Deuxièmement, s'il faut construire quelque chose à partir de rien, ce qui a été le cas, par exemple, pour la FCCG, on doit le faire dans les règles de l'art, en faisant preuve de diligence raisonnable. On ne peut risquer de compromettre le bilan ou les activités de la BDC d'une manière qui pourrait nuire à l'avenir de l'organisation.

En ce qui a trait à votre dernière question, à savoir si la loi nous permet de prendre les mesures nécessaires pendant une crise comme celle des 24 derniers mois, je dirais que nous avons probablement atteint les limites de cette loi. Comme vous le savez, nous allons entamer notre examen législatif au cours des 12 prochains mois. Par conséquent, nous réfléchissons à nos besoins et à l'éventuelle nécessité de modifier la loi pour le Canada de demain.

Comme instrument de politique gouvernementale, la BDC a prouvé sa valeur. Monsieur le président, vous avez commencé cette réunion en manifestant votre inquiétude au sujet des aspects généraux du marché financier mondial. Peu de pays en Amérique du Nord ou même en Europe peuvent compter sur une banque de développement comme la BDC.

Au Canada, nous croyons qu'être prêts grâce à une banque de développement permet une circulation de l'argent ou du crédit plus rapide que si nous partons de zéro. Selon moi, ça fait aussi partie de l'apprentissage lorsque, de votre côté, vous réfléchissez à la nécessité d'une banque de développement au Canada, ainsi qu'aux raisons derrière cette nécessité.

Le président : Voilà qui est très bien dit.

En terminant, permettez-moi de vous poser une dernière question. Êtes-vous d'accord avec la séparation de la BDC, de FAC et d'EDC, et croyez-vous qu'il doit continuer d'en être ainsi?

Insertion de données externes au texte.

//! Bootstrap configuration loading and data folder resolution
//!
//! Resolution priority for every bootstrap value:
//! 1. Command-line argument / environment variable (merged by the binary's clap parser)
//! 2. TOML config file
//! 3. OS-dependent compiled default
//!
//! A missing or malformed TOML file never prevents startup: a warning is
//! logged and defaults are used. Runtime settings (session timeout, lookup
//! toggle, registration toggle) live in the database `settings` table, see
//! [`crate::db::settings`].

use serde::Deserialize;
use std::path::{Path, PathBuf};
use tracing::{info, warn};

pub const DEFAULT_BIND: &str = "127.0.0.1:5730";
pub const DEFAULT_DATABASE_FILE: &str = "bookz.db";
pub const DEFAULT_OPENLIBRARY_URL: &str = "https://openlibrary.org";
pub const DEFAULT_COVERS_URL: &str = "https://covers.openlibrary.org";
pub const DEFAULT_LOG_LEVEL: &str = "info";

/// Contents of `config.toml`; every field is optional
#[derive(Debug, Clone, Default, Deserialize)]
pub struct TomlConfig {
    pub data_folder: Option<PathBuf>,
    pub database_file: Option<String>,
    pub bind: Option<String>,
    pub openlibrary_url: Option<String>,
    pub covers_url: Option<String>,
    #[serde(default)]
    pub logging: LoggingConfig,
}

#[derive(Debug, Clone, Default, Deserialize)]
pub struct LoggingConfig {
    /// trace, debug, info, warn, error
    pub level: Option<String>,
}

/// Values supplied on the command line or through `BOOKZ_*` variables
#[derive(Debug, Clone, Default)]
pub struct ConfigOverrides {
    pub config_file: Option<PathBuf>,
    pub data_folder: Option<PathBuf>,
    pub bind: Option<String>,
    pub log_level: Option<String>,
    pub openlibrary_url: Option<String>,
}

/// Fully resolved bootstrap configuration
#[derive(Debug, Clone, PartialEq)]
pub struct BootstrapConfig {
    pub data_folder: PathBuf,
    pub database_file: String,
    pub bind: String,
    pub log_level: String,
    pub openlibrary_url: String,
    pub covers_url: String,
}

impl BootstrapConfig {
    /// Merge overrides, TOML file and compiled defaults
    pub fn resolve(overrides: ConfigOverrides) -> Self {
        let toml_config = load_toml_config(overrides.config_file.as_deref());
        Self::merge(overrides, toml_config)
    }

    /// Merge already-loaded sources (no file system access)
    pub fn merge(overrides: ConfigOverrides, toml_config: TomlConfig) -> Self {
        Self {
            data_folder: overrides
                .data_folder
                .or(toml_config.data_folder)
                .unwrap_or_else(default_data_folder),
            database_file: toml_config
                .database_file
                .unwrap_or_else(|| DEFAULT_DATABASE_FILE.to_string()),
            bind: overrides
                .bind
                .or(toml_config.bind)
                .unwrap_or_else(|| DEFAULT_BIND.to_string()),
            log_level: overrides
                .log_level
                .or(toml_config.logging.level)
                .unwrap_or_else(|| DEFAULT_LOG_LEVEL.to_string()),
            openlibrary_url: overrides
                .openlibrary_url
                .or(toml_config.openlibrary_url)
                .unwrap_or_else(|| DEFAULT_OPENLIBRARY_URL.to_string()),
            covers_url: toml_config
                .covers_url
                .unwrap_or_else(|| DEFAULT_COVERS_URL.to_string()),
        }
    }

    /// Full path of the SQLite database file
    pub fn database_path(&self) -> PathBuf {
        self.data_folder.join(&self.database_file)
    }
}

/// Read the TOML config file
///
/// With an explicit path the file is read from there; otherwise the
/// platform config location is tried. Absent or invalid files fall back to
/// an empty configuration.
pub fn load_toml_config(explicit: Option<&Path>) -> TomlConfig {
    let path = match explicit {
        Some(path) => path.to_path_buf(),
        None => match default_config_path() {
            Some(path) if path.exists() => path,
            _ => {
                info!("No config file found, using defaults");
                return TomlConfig::default();
            }
        },
    };

    let content = match std::fs::read_to_string(&path) {
        Ok(content) => content,
        Err(e) => {
            warn!("Could not read config file {}: {} (using defaults)", path.display(), e);
            return TomlConfig::default();
        }
    };

    match parse_toml_config(&content) {
        Ok(config) => {
            info!("Loaded config file: {}", path.display());
            config
        }
        Err(e) => {
            warn!("{} (using defaults)", e);
            TomlConfig::default()
        }
    }
}

/// Parse TOML text into a [`TomlConfig`]
pub fn parse_toml_config(content: &str) -> crate::Result<TomlConfig> {
    toml::from_str(content).map_err(|e| crate::Error::Config(format!("Invalid config file: {}", e)))
}

/// `~/.config/bookz/config.toml` on Linux, the platform equivalent elsewhere
pub fn default_config_path() -> Option<PathBuf> {
    dirs::config_dir().map(|d| d.join("bookz").join("config.toml"))
}

/// OS-dependent default data folder
fn default_data_folder() -> PathBuf {
    if cfg!(target_os = "windows") {
        dirs::data_local_dir()
            .map(|d| d.join("bookz"))
            .unwrap_or_else(|| PathBuf::from("C:\\ProgramData\\bookz"))
    } else {
        // ~/.local/share/bookz on Linux, ~/Library/Application Support/bookz on macOS
        dirs::data_dir()
            .map(|d| d.join("bookz"))
            .unwrap_or_else(|| PathBuf::from("./bookz_data"))
    }
}

#[cfg(test)]
mod tests {
    use super::*;

    #[test]
    fn test_defaults_when_nothing_configured() {
        let config = BootstrapConfig::merge(ConfigOverrides::default(), TomlConfig::default());

        assert_eq!(config.bind, DEFAULT_BIND);
        assert_eq!(config.database_file, DEFAULT_DATABASE_FILE);
        assert_eq!(config.log_level, "info");
        assert_eq!(config.openlibrary_url, DEFAULT_OPENLIBRARY_URL);
        assert!(config.data_folder.ends_with("bookz") || config.data_folder.ends_with("bookz_data"));
    }

    #[test]
    fn test_overrides_beat_toml() {
        let toml_config = parse_toml_config(
            r#"
            bind = "0.0.0.0:9000"
            data_folder = "/srv/bookz"

            [logging]
            level = "debug"
            "#,
        )
        .unwrap();

        let overrides = ConfigOverrides {
            bind: Some("127.0.0.1:7000".to_string()),
            ..Default::default()
        };

        let config = BootstrapConfig::merge(overrides, toml_config);
        assert_eq!(config.bind, "127.0.0.1:7000");
        assert_eq!(config.data_folder, PathBuf::from("/srv/bookz"));
        assert_eq!(config.log_level, "debug");
        assert_eq!(config.database_path(), PathBuf::from("/srv/bookz/bookz.db"));
    }

    #[test]
    fn test_invalid_toml_is_config_error() {
        let result = parse_toml_config("bind = [unterminated");
        assert!(matches!(result, Err(crate::Error::Config(_))));
    }
}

Mme Métivier : Les trois mandats sont différents, et nous ne prenons pas part à l'élaboration des politiques. Comme vous le savez, nous exécutons les politiques gouvernementales. Cette question s'adresse sans doute à des personnes à l'extérieur de la BDC. Les enjeux dépassent ceux de la BDC. Je n'oserais pas me prononcer à ce sujet.

Le sénateur Harb : Bonne réponse.

Le président : Pourtant, nous devrons répondre à cette question. Qui d'autre que vous serait en mesure de nous guider? Visiblement, nous devrons nous tourner vers d'autres personnes.

Je vous remercie de votre présence ici ce soir. Nous apprécions la franchise et l'exhaustivité de vos propos. Cet échange a été fructueux. Si vous pensez à des questions qui nous ont échappé ou à des renseignements que vous avez oublié de fournir, veuillez les ajouter aux nombreux renseignements que vous avez gracieusement accepté de nous fournir.

Mme Métivier : Monsieur le président, chers membres, c'était un honneur pour nous d'être ici aujourd'hui. Merci.